8.6 - Interaction Effects
Now that we've clarified what additive effects are, let's take a look at an example where including "interaction terms" is appropriate.
Example
Some researchers (Daniel, 1999) were interested in comparing the effectiveness of three treatments for severe depression. For the sake of simplicity, we denote the three treatments A, B, and C. The researchers collected the following data (depression.txt) on a random sample of n = 36 severely depressed individuals:
- yi = measure of the effectiveness of the treatment for individual i
- xi1 = age (in years) of individual i
- xi2 = 1 if individual i received treatment A and 0, if not
- xi3 = 1 if individual i received treatment B and 0, if not
A scatter plot of the data with treatment effectiveness on the y-axis and age on the x-axis looks like:
The blue circles represent the data for individuals receiving treatment A, the red squares represent the data for individuals receiving treatment B, and the green diamonds represent the data for individuals receiving treatment C.

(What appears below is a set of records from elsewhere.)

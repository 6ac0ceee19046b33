use std::time::Duration;

use async_trait::async_trait;
use sqlx::Row;
use uuid::Uuid;

use crate::{
    adapters::persistence::PostgresPersistence,
    app_error::{AppError, AppResult},
    application::ports::job_queue::{ClaimedJob, JobQueueRepo, JobScheduler},
    domain::entities::domain_job::DomainJob,
};

fn row_to_claimed(row: sqlx::postgres::PgRow) -> ClaimedJob {
    ClaimedJob {
        id: row.get("id"),
        job_type: row.get("job_type"),
        payload: row.get("payload"),
        attempts: row.get("attempts"),
        max_attempts: row.get("max_attempts"),
    }
}

fn job_payload(job: &DomainJob) -> AppResult<serde_json::Value> {
    serde_json::to_value(job).map_err(|e| AppError::Internal(e.to_string()))
}

// `InMemoryJobQueue` in `test_utils::job_mocks` mirrors the dedupe, supersede,
// failure and stale-release rules below; keep the two in step.
#[async_trait]
impl JobScheduler for PostgresPersistence {
    async fn enqueue(&self, job: DomainJob, delay: Duration) -> AppResult<Option<Uuid>> {
        let payload = job_payload(&job)?;

        // The partial unique index only covers pending rows, so a running job
        // can always enqueue its own successor. A later certificate retry
        // takes over a pending earlier one (see `DomainJob::supersedes`).
        let row = sqlx::query(
            r#"
            INSERT INTO domain_jobs (id, job_type, business_id, payload, run_at, dedupe_key)
            VALUES ($1, $2, $3, $4, NOW() + make_interval(secs => $5::double precision), $6)
            ON CONFLICT (dedupe_key) WHERE status = 'pending' DO UPDATE
            SET payload = EXCLUDED.payload,
                run_at = EXCLUDED.run_at,
                attempts = 0,
                last_error = NULL,
                updated_at = NOW()
            WHERE domain_jobs.job_type = 'certificate_propagation_retry'
              AND EXCLUDED.job_type = 'certificate_propagation_retry'
              AND (domain_jobs.payload->>'retry_count')::int
                  < (EXCLUDED.payload->>'retry_count')::int
            RETURNING id
            "#,
        )
        .bind(Uuid::new_v4())
        .bind(job.job_type())
        .bind(job.business_id())
        .bind(payload)
        .bind(delay.as_secs_f64())
        .bind(job.dedupe_key())
        .fetch_optional(self.pool())
        .await
        .map_err(AppError::from)?;

        Ok(row.map(|r| r.get("id")))
    }

    async fn enqueue_if_idle(&self, job: DomainJob, delay: Duration) -> AppResult<Option<Uuid>> {
        let payload = job_payload(&job)?;

        let row = sqlx::query(
            r#"
            INSERT INTO domain_jobs (id, job_type, business_id, payload, run_at, dedupe_key)
            SELECT $1, $2, $3, $4, NOW() + make_interval(secs => $5::double precision), $6::text
            WHERE NOT EXISTS (
                SELECT 1 FROM domain_jobs
                WHERE dedupe_key = $6::text AND status IN ('pending', 'running')
            )
            ON CONFLICT (dedupe_key) WHERE status = 'pending' DO NOTHING
            RETURNING id
            "#,
        )
        .bind(Uuid::new_v4())
        .bind(job.job_type())
        .bind(job.business_id())
        .bind(payload)
        .bind(delay.as_secs_f64())
        .bind(job.dedupe_key())
        .fetch_optional(self.pool())
        .await
        .map_err(AppError::from)?;

        Ok(row.map(|r| r.get("id")))
    }
}

#[async_trait]
impl JobQueueRepo for PostgresPersistence {
    async fn claim_due_jobs(&self, limit: i64) -> AppResult<Vec<ClaimedJob>> {
        let rows = sqlx::query(
            r#"
            UPDATE domain_jobs
            SET status = 'running', locked_at = NOW(), updated_at = NOW()
            WHERE id IN (
                SELECT id FROM domain_jobs
                WHERE status = 'pending' AND run_at <= NOW()
                ORDER BY run_at
                LIMIT $1
                FOR UPDATE SKIP LOCKED
            )
            RETURNING id, job_type, payload, attempts, max_attempts
            "#,
        )
        .bind(limit)
        .fetch_all(self.pool())
        .await
        .map_err(AppError::from)?;

        Ok(rows.into_iter().map(row_to_claimed).collect())
    }

    async fn mark_succeeded(&self, job_id: Uuid) -> AppResult<()> {
        sqlx::query(
            r#"
            UPDATE domain_jobs
            SET status = 'succeeded', locked_at = NULL, updated_at = NOW()
            WHERE id = $1
            "#,
        )
        .bind(job_id)
        .execute(self.pool())
        .await
        .map_err(AppError::from)?;
        Ok(())
    }

    async fn mark_failed(
        &self,
        job_id: Uuid,
        attempts: i32,
        error: &str,
        retry_in: Option<Duration>,
    ) -> AppResult<()> {
        // A retry yields to a pending job of the same chain that was enqueued
        // while this one ran.
        sqlx::query(
            r#"
            UPDATE domain_jobs j
            SET status = CASE
                    WHEN $4::double precision IS NOT NULL AND NOT EXISTS (
                        SELECT 1 FROM domain_jobs o
                        WHERE o.dedupe_key = j.dedupe_key
                          AND o.status = 'pending'
                          AND o.id <> j.id
                    ) THEN 'pending'
                    ELSE 'failed'
                END,
                attempts = $2,
                last_error = $3,
                run_at = NOW() + make_interval(secs => coalesce($4::double precision, 0)),
                locked_at = NULL,
                updated_at = NOW()
            WHERE id = $1
            "#,
        )
        .bind(job_id)
        .bind(attempts)
        .bind(error)
        .bind(retry_in.map(|d| d.as_secs_f64()))
        .execute(self.pool())
        .await
        .map_err(AppError::from)?;
        Ok(())
    }

    async fn release_stale_jobs(&self, older_than: Duration) -> AppResult<u64> {
        let mut tx = self.pool().begin().await.map_err(AppError::from)?;

        sqlx::query(
            r#"
            UPDATE domain_jobs j
            SET status = 'failed', last_error = 'superseded after stale claim',
                locked_at = NULL, updated_at = NOW()
            WHERE j.status = 'running'
              AND j.locked_at < NOW() - make_interval(secs => $1::double precision)
              AND EXISTS (
                  SELECT 1 FROM domain_jobs o
                  WHERE o.dedupe_key = j.dedupe_key AND o.status = 'pending'
              )
            "#,
        )
        .bind(older_than.as_secs_f64())
        .execute(&mut *tx)
        .await
        .map_err(AppError::from)?;

        let result = sqlx::query(
            r#"
            UPDATE domain_jobs
            SET status = 'pending', locked_at = NULL, updated_at = NOW()
            WHERE status = 'running'
              AND locked_at < NOW() - make_interval(secs => $1::double precision)
            "#,
        )
        .bind(older_than.as_secs_f64())
        .execute(&mut *tx)
        .await
        .map_err(AppError::from)?;

        tx.commit().await.map_err(AppError::from)?;
        Ok(result.rows_affected())
    }
}
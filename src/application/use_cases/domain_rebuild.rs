use std::sync::Arc;
use std::time::Duration;

use tracing::{info, instrument, warn};

use crate::{
    app_error::AppResult,
    application::{
        helpers::domain_parsing::{apex_hostname, determine_domains_to_add, www_hostname},
        ports::{domain_hosting::DomainHostingProvider, job_queue::JobScheduler},
        use_cases::{
            certificate_retry::WWW_VERIFICATION_OFFSET, domain_monitoring::BusinessRepo,
            domain_verification::schedule_verification,
        },
    },
    domain::entities::business::BusinessId,
};

const JOB_NAME: &str = "DomainRebuildContinueJob";

/// Second half of a rebuild: re-add the canonical domain and verify both
/// variants.
#[derive(Clone)]
pub struct DomainRebuildContinueJob {
    repo: Arc<dyn BusinessRepo>,
    provider: Arc<dyn DomainHostingProvider>,
    scheduler: Arc<dyn JobScheduler>,
}

impl DomainRebuildContinueJob {
    pub fn new(
        repo: Arc<dyn BusinessRepo>,
        provider: Arc<dyn DomainHostingProvider>,
        scheduler: Arc<dyn JobScheduler>,
    ) -> Self {
        Self {
            repo,
            provider,
            scheduler,
        }
    }

    #[instrument(skip(self))]
    pub async fn perform(&self, business_id: BusinessId) -> AppResult<()> {
        let Some(business) = self.repo.get_by_id(business_id).await? else {
            warn!(job = JOB_NAME, business_id, "Business not found, rebuild abandoned");
            return Ok(());
        };

        if !business.is_custom_domain() {
            warn!(
                job = JOB_NAME,
                business_id,
                host_type = business.host_type.as_str(),
                "Business no longer uses a custom domain, rebuild abandoned"
            );
            return Ok(());
        }

        let Some(hostname) = business.custom_hostname() else {
            warn!(job = JOB_NAME, business_id, "Business has no hostname, rebuild abandoned");
            return Ok(());
        };

        for name in determine_domains_to_add(hostname, business.canonical_preference) {
            match self.provider.add_domain(&name).await {
                Ok(domain) => {
                    info!(job = JOB_NAME, business_id, domain = %name, domain_id = %domain.id, "Re-added domain");
                }
                Err(e) if e.is_conflict() => {
                    info!(job = JOB_NAME, business_id, domain = %name, "Domain already registered");
                }
                Err(e) => return Err(e.into()),
            }
        }

        self.repo.set_render_domain_added(business_id, true).await?;

        // The provider registers propagation status per name, so both
        // variants are verified whichever one was added.
        schedule_verification(
            self.scheduler.as_ref(),
            business_id,
            apex_hostname(hostname),
            Duration::ZERO,
            JOB_NAME,
        )
        .await;
        schedule_verification(
            self.scheduler.as_ref(),
            business_id,
            www_hostname(hostname),
            WWW_VERIFICATION_OFFSET,
            JOB_NAME,
        )
        .await;

        Ok(())
    }
}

In the previous example, the two estimated regression functions had the same slopes —that is, they were parallel. If you tried to draw three best fitting lines through the data of this example, do you think the slopes of your lines would be the same? Probably not! In this case, we need to include what are called "interaction terms" in our formulated regression model.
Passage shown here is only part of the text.